Debussy as a tonal composer: reception and stylistic evolution

There are many possible ways to approach the question of Debussy's tonality, which over the last fifty years has inspired an unusually diverse range of critical and analytical viewpoints. The focus here will be on tonality's relationship with other aspects of formal process (especially thematic):how the nature of this relationship serves both to connect Debussy's music with earlier traditions of tonal composition and to set it apart from such traditions. First, though, we must consider the more fundamental issue of the music's status as tonal music: how Debussy adapted his inheritance of late Romantic chromatic tonality to the service of a modernist musical outlook and how the music expresses tonal function in an idiomatically Debussyan way.

As a preliminary observation we could note a striking divergence of perception Between musical scholars (especially analysts) on the one hand and the listening public on the other, regarding Debussy's harmonic language or tonal practice in a general sense. While analysts have usually considered this aspect of Debussy's art to be rather problematic in the sense of abstruse, elusive or otherwise difficult to grasp (and hence to explain through analysis), it would be fair to say that this perception has not been shared by concert audiences; on the contrary, Debussy remains one of the most enduringly popular composers of the post-Romantic era.
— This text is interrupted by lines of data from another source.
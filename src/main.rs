//! Tasksumma CLI - todo tracking with LLM summaries
//!
//! The application logic is contained in lib.rs, and this file is responsible
//! for parsing arguments and handling top-level errors.

use clap::{Parser, Subcommand};
use colored::Colorize;
use std::sync::Arc;
use std::time::Duration;
use tasksumma::agent::OpenAiSummarizer;
use tasksumma::notify::SlackWebhook;
use tasksumma::pipeline::{Clock, SystemClock};
use tasksumma::server::{self, AppState};
use tasksumma::task::{parse_due_date, SortOrder, StatusFilter};
use tasksumma::{Config, NewTask, Priority, Storage, SummaryPipeline};

#[derive(Parser)]
#[command(name = "tasksumma")]
#[command(author, version, about = "Todo tracker with LLM summaries posted to chat", long_about = None)]
struct Cli {
    /// Enable debug logging
    #[arg(short, long, global = true)]
    verbose: bool,

    #[command(subcommand)]
    command: Option<Commands>,
}

#[derive(Subcommand)]
enum Commands {
    /// Run the HTTP API (default)
    Serve,
    /// Summarize pending todos and post the summary to chat
    Summarize {
        /// Only include todos belonging to this user
        #[arg(long)]
        user: Option<String>,
    },
    /// List stored todos
    List {
        /// all, active or completed
        #[arg(long, default_value = "all")]
        status: StatusFilter,
        /// date-desc, date-asc, priority or due-date
        #[arg(long, default_value = "date-desc")]
        sort: SortOrder,
    },
    /// Add a todo
    Add {
        title: String,
        #[arg(long)]
        description: Option<String>,
        /// low, medium or high
        #[arg(long)]
        priority: Option<Priority>,
        /// YYYY-MM-DD or an RFC 3339 timestamp
        #[arg(long, value_parser = parse_due_date)]
        due: Option<chrono::DateTime<chrono::Utc>>,
        #[arg(long)]
        user: Option<String>,
    },
}

#[tokio::main]
async fn main() -> anyhow::Result<()> {
    let cli = Cli::parse();
    init_tracing(cli.verbose)?;

    let config = Config::load()?;
    let storage = Arc::new(Storage::open(&config.storage.path)?);

    match cli.command.unwrap_or(Commands::Serve) {
        Commands::Serve => {
            let pipeline = Arc::new(build_pipeline(&config, storage.clone())?);
            let state = Arc::new(AppState { storage, pipeline });
            let router = server::create_router(state, &config.server.cors_origins);
            server::serve(router, config.server.bind).await?;
        }
        Commands::Summarize { user } => {
            let pipeline = build_pipeline(&config, storage)?;
            let outcome = pipeline.run(user.as_deref()).await?;

            println!("{}\n", "=== Todo Summary ===".bold());
            println!("{}", outcome.summary);
            if outcome.used_fallback {
                println!("\n{}", "(fallback summary: LLM quota exhausted)".yellow());
            }
            println!("\n{}", "Posted to chat.".green());
        }
        Commands::List { status, sort } => {
            let tasks = storage.list(status, sort)?;
            if tasks.is_empty() {
                println!("No todos found.");
            } else {
                println!("Todos ({}):\n", tasks.len());
                for task in tasks {
                    let mark = if task.completed { "✔".green() } else { "•".normal() };
                    let priority = task
                        .priority
                        .map(|p| format!(" [{p}]"))
                        .unwrap_or_default();
                    let due = task
                        .due_date
                        .map(|d| format!(" (due {})", d.format("%Y-%m-%d")))
                        .unwrap_or_default();
                    println!("{mark} {}{priority}{due}", task.title);
                    println!("   {}", task.id.dimmed());
                }
            }
        }
        Commands::Add {
            title,
            description,
            priority,
            due,
            user,
        } => {
            if title.trim().is_empty() {
                anyhow::bail!("title must not be empty");
            }
            let task = storage.create(NewTask {
                title,
                description,
                completed: None,
                priority,
                due_date: due,
                user_id: user,
            })?;
            println!("Added {} ({})", task.title.bold(), task.id);
        }
    }

    Ok(())
}

fn build_pipeline(config: &Config, storage: Arc<Storage>) -> anyhow::Result<SummaryPipeline> {
    let summarizer = OpenAiSummarizer::from_config(config)?;
    let notifier = SlackWebhook::new(
        config.notify.webhook_url.clone(),
        Duration::from_secs(config.notify.timeout_secs),
    )?;
    let clock: Arc<dyn Clock> = Arc::new(SystemClock);
    Ok(SummaryPipeline::new(
        storage,
        Arc::new(summarizer),
        Arc::new(notifier),
        clock,
        config.notify.title.clone(),
    ))
}

fn init_tracing(verbose: bool) -> anyhow::Result<()> {
    let level = if verbose { "debug" } else { "info" };

    let filter = tracing_subscriber::EnvFilter::try_from_env("TASKSUMMA_LOG")
        .unwrap_or_else(|_| tracing_subscriber::EnvFilter::new(level));

    tracing_subscriber::fmt()
        .with_env_filter(filter)
        .try_init()
        .map_err(|error| anyhow::anyhow!("failed to initialize tracing subscriber: {error}"))?;

    Ok(())
}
Although there are many reasons for his music's evident accessibility, not least among them is surely its instantly identifiable tonal idiom or ‘accent’. Debussy’s tonality, while perennially new and exotic-sounding, yet retains powerful and familiar resonances from the tonal language of his predecessors; it exhibits a strong sense of tonal centre, expressed through vividly projected attributes of tonal function both melodically and harmonically.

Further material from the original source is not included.